Our P-value is kind of small, but not super tiny or anything like that. The 60% vote seems to be consistent with the assumption of the sampling distribution (that people voted for dogcatcher at random).

We just said that the vote is "consistent" with the true proportion being 0.5, but we didn't say that people actually did vote at random. We won't ever say it, either, because we just don't know. A true voting proportion of 0.55 is also consistent with our results, just like it being exactly 0.6 is as well. Instead, we "failed to reject" the assumption of random voting.

What would make us reject 0.5 as inconsistent with the actual vote? A generous contribution from Marty's campaign might convince some people, but not us. We would need the results of the election to be really unlikely for us to be convinced; we would need a really small P-value.

How small? A common cutoff is when 5% or fewer of the trials are as extreme, or more so, than our sample data. That 5% is the significance level for the analysis. It's like the Gatekeeper to the P-value's Keymaster. It's sometimes called the alpha level, because we use the Greek letter α to represent it.

For our sampling distribution, our result becomes really unlikely when the sampled proportion (which was 0.6 in our case) is further than ~0.18 from 0.5. That ±0.18 around the sampling distribution's mean, which holds about 95% of the distribution, is known as the margin of error. This is commonly called the confidence interval as well.

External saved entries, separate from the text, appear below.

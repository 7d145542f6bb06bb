//! Mock repository implementations for testing
//!
//! Every mock keeps its rows behind a `parking_lot::Mutex`, assigns
//! sequential IDs, counts calls, and can be told to fail the next lookups
//! with a storage error.

use std::sync::Arc;

use async_trait::async_trait;
use chrono::NaiveDate;
use clinicdesk_core::{AppointmentStore, CredentialHasher, DoctorStore, PatientStore, ServiceStore};
use clinicdesk_domain::{Appointment, ClinicError, Doctor, Patient, Result, Service};
use parking_lot::Mutex;

/// Rows plus bookkeeping shared by all mocks.
struct Table<T> {
    rows: Vec<T>,
    next_id: i64,
    calls: usize,
    failure: Option<ClinicError>,
}

impl<T> Default for Table<T> {
    fn default() -> Self {
        Self { rows: Vec::new(), next_id: 1, calls: 0, failure: None }
    }
}

impl<T> Table<T> {
    fn touch(&mut self) -> Result<()> {
        self.calls += 1;
        match &self.failure {
            Some(err) => Err(err.clone()),
            None => Ok(()),
        }
    }
}

fn db_down() -> ClinicError {
    ClinicError::Database("connection refused".into())
}

fn contains_ci(haystack: &str, needle: &str) -> bool {
    haystack.to_lowercase().contains(&needle.to_lowercase())
}

/* -------------------------------------------------------------------------- */
/* Patients */
/* -------------------------------------------------------------------------- */

#[derive(Default, Clone)]
pub struct MockPatientStore {
    table: Arc<Mutex<Table<Patient>>>,
}

impl MockPatientStore {
    pub fn new() -> Self {
        Self::default()
    }

    /// Seed rows directly, bypassing validation.
    pub fn with_patient(self, mut patient: Patient) -> Self {
        {
            let mut table = self.table.lock();
            if patient.id == 0 {
                patient.id = table.next_id;
            }
            table.next_id = table.next_id.max(patient.id + 1);
            table.rows.push(patient);
        }
        self
    }

    /// Make every subsequent call fail with a database error.
    pub fn fail_with_database_error(&self) {
        self.table.lock().failure = Some(db_down());
    }

    pub fn calls(&self) -> usize {
        self.table.lock().calls
    }

    pub fn rows(&self) -> Vec<Patient> {
        self.table.lock().rows.clone()
    }
}

#[async_trait]
impl PatientStore for MockPatientStore {
    async fn get(&self, id: i64) -> Result<Patient> {
        let mut table = self.table.lock();
        table.touch()?;
        table
            .rows
            .iter()
            .find(|p| p.id == id)
            .cloned()
            .ok_or_else(|| ClinicError::not_found(format!("patient {id} not found")))
    }

    async fn get_all(&self) -> Result<Vec<Patient>> {
        let mut table = self.table.lock();
        table.touch()?;
        Ok(table.rows.clone())
    }

    async fn create(&self, mut patient: Patient) -> Result<Patient> {
        let mut table = self.table.lock();
        table.touch()?;
        patient.id = table.next_id;
        table.next_id += 1;
        table.rows.push(patient.clone());
        Ok(patient)
    }

    async fn update(&self, patient: Patient) -> Result<Patient> {
        let mut table = self.table.lock();
        table.touch()?;
        let slot = table
            .rows
            .iter_mut()
            .find(|p| p.id == patient.id)
            .ok_or_else(|| ClinicError::not_found(format!("patient {} not found", patient.id)))?;
        *slot = patient.clone();
        Ok(patient)
    }

    async fn delete(&self, id: i64) -> Result<()> {
        let mut table = self.table.lock();
        table.touch()?;
        let before = table.rows.len();
        table.rows.retain(|p| p.id != id);
        if table.rows.len() == before {
            return Err(ClinicError::not_found(format!("patient {id} not found")));
        }
        Ok(())
    }

    async fn get_by_phone(&self, phone: &str) -> Result<Option<Patient>> {
        let mut table = self.table.lock();
        table.touch()?;
        Ok(table.rows.iter().find(|p| p.phone() == Some(phone)).cloned())
    }

    async fn get_by_national_id(&self, national_id: &str) -> Result<Option<Patient>> {
        let mut table = self.table.lock();
        table.touch()?;
        Ok(table.rows.iter().find(|p| p.national_id() == Some(national_id)).cloned())
    }

    async fn search(&self, query: &str) -> Result<Vec<Patient>> {
        let mut table = self.table.lock();
        table.touch()?;
        Ok(table.rows.iter().filter(|p| contains_ci(&p.name, query)).cloned().collect())
    }
}

/* -------------------------------------------------------------------------- */
/* Services */
/* -------------------------------------------------------------------------- */

#[derive(Default, Clone)]
pub struct MockServiceStore {
    table: Arc<Mutex<Table<Service>>>,
}

impl MockServiceStore {
    pub fn new() -> Self {
        Self::default()
    }

    pub fn with_service(self, mut service: Service) -> Self {
        {
            let mut table = self.table.lock();
            service.id = table.next_id;
            table.next_id += 1;
            table.rows.push(service);
        }
        self
    }

    pub fn calls(&self) -> usize {
        self.table.lock().calls
    }
}

#[async_trait]
impl ServiceStore for MockServiceStore {
    async fn get(&self, id: i64) -> Result<Service> {
        let mut table = self.table.lock();
        table.touch()?;
        table
            .rows
            .iter()
            .find(|s| s.id == id)
            .cloned()
            .ok_or_else(|| ClinicError::not_found(format!("service {id} not found")))
    }

    async fn get_all(&self) -> Result<Vec<Service>> {
        let mut table = self.table.lock();
        table.touch()?;
        Ok(table.rows.clone())
    }

    async fn create(&self, mut service: Service) -> Result<Service> {
        let mut table = self.table.lock();
        table.touch()?;
        service.id = table.next_id;
        table.next_id += 1;
        table.rows.push(service.clone());
        Ok(service)
    }

    async fn update(&self, service: Service) -> Result<Service> {
        let mut table = self.table.lock();
        table.touch()?;
        let slot = table
            .rows
            .iter_mut()
            .find(|s| s.id == service.id)
            .ok_or_else(|| ClinicError::not_found(format!("service {} not found", service.id)))?;
        *slot = service.clone();
        Ok(service)
    }

    async fn delete(&self, id: i64) -> Result<()> {
        let mut table = self.table.lock();
        table.touch()?;
        let before = table.rows.len();
        table.rows.retain(|s| s.id != id);
        if table.rows.len() == before {
            return Err(ClinicError::not_found(format!("service {id} not found")));
        }
        Ok(())
    }

    async fn get_by_category(&self, category: &str) -> Result<Vec<Service>> {
        let mut table = self.table.lock();
        table.touch()?;
        Ok(table.rows.iter().filter(|s| s.category == category).cloned().collect())
    }

    async fn search(&self, query: &str) -> Result<Vec<Service>> {
        let mut table = self.table.lock();
        table.touch()?;
        Ok(table
            .rows
            .iter()
            .filter(|s| contains_ci(&s.name, query) || contains_ci(&s.category, query))
            .cloned()
            .collect())
    }
}

/* -------------------------------------------------------------------------- */
/* Doctors */
/* -------------------------------------------------------------------------- */

#[derive(Default, Clone)]
pub struct MockDoctorStore {
    table: Arc<Mutex<Table<Doctor>>>,
}

impl MockDoctorStore {
    pub fn new() -> Self {
        Self::default()
    }

    /// Seed a doctor whose `password` is already a stored credential.
    pub fn with_doctor(self, mut doctor: Doctor) -> Self {
        {
            let mut table = self.table.lock();
            doctor.id = table.next_id;
            table.next_id += 1;
            table.rows.push(doctor);
        }
        self
    }

    pub fn fail_with_database_error(&self) {
        self.table.lock().failure = Some(db_down());
    }

    pub fn rows(&self) -> Vec<Doctor> {
        self.table.lock().rows.clone()
    }
}

#[async_trait]
impl DoctorStore for MockDoctorStore {
    async fn get(&self, id: i64) -> Result<Doctor> {
        let mut table = self.table.lock();
        table.touch()?;
        table
            .rows
            .iter()
            .find(|d| d.id == id)
            .cloned()
            .ok_or_else(|| ClinicError::not_found(format!("doctor {id} not found")))
    }

    async fn get_all(&self) -> Result<Vec<Doctor>> {
        let mut table = self.table.lock();
        table.touch()?;
        Ok(table.rows.clone())
    }

    async fn create(&self, mut doctor: Doctor) -> Result<Doctor> {
        let mut table = self.table.lock();
        table.touch()?;
        if table.rows.iter().any(|d| d.login == doctor.login) {
            return Err(ClinicError::Database("unique constraint violation".into()));
        }
        doctor.id = table.next_id;
        table.next_id += 1;
        table.rows.push(doctor.clone());
        Ok(doctor)
    }

    async fn update(&self, doctor: Doctor) -> Result<Doctor> {
        let mut table = self.table.lock();
        table.touch()?;
        let slot = table
            .rows
            .iter_mut()
            .find(|d| d.id == doctor.id)
            .ok_or_else(|| ClinicError::not_found(format!("doctor {} not found", doctor.id)))?;
        *slot = doctor.clone();
        Ok(doctor)
    }

    async fn delete(&self, id: i64) -> Result<()> {
        let mut table = self.table.lock();
        table.touch()?;
        let before = table.rows.len();
        table.rows.retain(|d| d.id != id);
        if table.rows.len() == before {
            return Err(ClinicError::not_found(format!("doctor {id} not found")));
        }
        Ok(())
    }

    async fn get_by_login(&self, login: &str) -> Result<Option<Doctor>> {
        let mut table = self.table.lock();
        table.touch()?;
        Ok(table.rows.iter().find(|d| d.login == login).cloned())
    }
}

/// Reversible "hash" so tests can assert on stored credentials.
#[derive(Default, Clone, Copy)]
pub struct FakeHasher;

impl FakeHasher {
    pub fn credential(password: &str) -> String {
        format!("hashed:{password}")
    }
}

#[async_trait]
impl CredentialHasher for FakeHasher {
    async fn hash(&self, password: &str) -> Result<String> {
        Ok(Self::credential(password))
    }

    async fn verify(&self, password: &str, credential: &str) -> Result<bool> {
        Ok(credential == Self::credential(password))
    }
}

/* -------------------------------------------------------------------------- */
/* Appointments */
/* -------------------------------------------------------------------------- */

/// Enforces the one-appointment-per-slot rule on create and update, the way
/// the real stores do.
#[derive(Default, Clone)]
pub struct MockAppointmentStore {
    table: Arc<Mutex<Table<Appointment>>>,
}

impl MockAppointmentStore {
    pub fn new() -> Self {
        Self::default()
    }

    pub fn with_appointment(self, mut appointment: Appointment) -> Self {
        {
            let mut table = self.table.lock();
            appointment.id = table.next_id;
            table.next_id += 1;
            table.rows.push(appointment);
        }
        self
    }

    pub fn rows(&self) -> Vec<Appointment> {
        self.table.lock().rows.clone()
    }

    pub fn calls(&self) -> usize {
        self.table.lock().calls
    }
}

fn slot_taken(rows: &[Appointment], candidate: &Appointment) -> bool {
    candidate.date.is_some_and(|date| {
        rows.iter().any(|a| a.id != candidate.id && a.occupies(date, &candidate.time))
    })
}

#[async_trait]
impl AppointmentStore for MockAppointmentStore {
    async fn get(&self, id: i64) -> Result<Appointment> {
        let mut table = self.table.lock();
        table.touch()?;
        table
            .rows
            .iter()
            .find(|a| a.id == id)
            .cloned()
            .ok_or_else(|| ClinicError::not_found(format!("appointment {id} not found")))
    }

    async fn get_all(&self) -> Result<Vec<Appointment>> {
        let mut table = self.table.lock();
        table.touch()?;
        Ok(table.rows.clone())
    }

    async fn create(&self, mut appointment: Appointment) -> Result<Appointment> {
        let mut table = self.table.lock();
        table.touch()?;
        appointment.id = table.next_id;
        if slot_taken(&table.rows, &appointment) {
            return Err(ClinicError::conflict("time slot is already occupied"));
        }
        table.next_id += 1;
        table.rows.push(appointment.clone());
        Ok(appointment)
    }

    async fn update(&self, appointment: Appointment) -> Result<Appointment> {
        let mut table = self.table.lock();
        table.touch()?;
        if slot_taken(&table.rows, &appointment) {
            return Err(ClinicError::conflict("time slot is already occupied"));
        }
        let slot = table.rows.iter_mut().find(|a| a.id == appointment.id).ok_or_else(|| {
            ClinicError::not_found(format!("appointment {} not found", appointment.id))
        })?;
        *slot = appointment.clone();
        Ok(appointment)
    }

    async fn delete(&self, id: i64) -> Result<()> {
        let mut table = self.table.lock();
        table.touch()?;
        let before = table.rows.len();
        table.rows.retain(|a| a.id != id);
        if table.rows.len() == before {
            return Err(ClinicError::not_found(format!("appointment {id} not found")));
        }
        Ok(())
    }

    async fn get_by_patient_id(&self, patient_id: i64) -> Result<Vec<Appointment>> {
        let mut table = self.table.lock();
        table.touch()?;
        Ok(table.rows.iter().filter(|a| a.patient_id == patient_id).cloned().collect())
    }

    async fn get_by_date(&self, date: NaiveDate) -> Result<Vec<Appointment>> {
        let mut table = self.table.lock();
        table.touch()?;
        Ok(table.rows.iter().filter(|a| a.date == Some(date)).cloned().collect())
    }

    async fn get_by_date_range(
        &self,
        start: NaiveDate,
        end: NaiveDate,
    ) -> Result<Vec<Appointment>> {
        let mut table = self.table.lock();
        table.touch()?;
        Ok(table
            .rows
            .iter()
            .filter(|a| a.date.is_some_and(|d| d >= start && d <= end))
            .cloned()
            .collect())
    }

    async fn check_time_conflict(
        &self,
        date: NaiveDate,
        time: &str,
        exclude_id: i64,
    ) -> Result<bool> {
        let mut table = self.table.lock();
        table.touch()?;
        Ok(table.rows.iter().any(|a| a.id != exclude_id && a.occupies(date, time)))
    }
}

Marty getting 60% of the vote does not fall outside the margin of error. However, if 70% of the people had voted for him, then we would have been able to reject the assumption of random voting. If he had gotten 100% of the vote, we would sail past non-random voting into the realm of shenanigans.

If 70% of the nation had voted for Marty, then we could "reject the null hypothesis." The null hypothesis is the assumption we made to create our sampling distribution. We reject the null hypothesis when our P-value is smaller than our significance level.

Rejecting the null hypothesis is nice, but we can't turn around and accept 70% as the true parameter either. Remember, there are a lot of values consistent with that result too. Values like "littering is bad" and "always eat your vegetables."

We could, in fact, create a sampling distribution for the assumption that 70% of Shmoop Nation would want to vote for Marty. It's hard to find a coin that lands on heads 70% of the time, but a computer can do it easily.

That sampling distribution will have its own range of plausible values (i.e., its own margin of error). The margin of error will actually be ±0.18 as well. What a coinkydink.

And this is why we can't accept our estimate as being the truth, even when we reject the null hypothesis. There will always be some margin of error surrounding our estimates. It's like a cloud of uncertainty that follows around everywhere we go. At least it doesn't smell.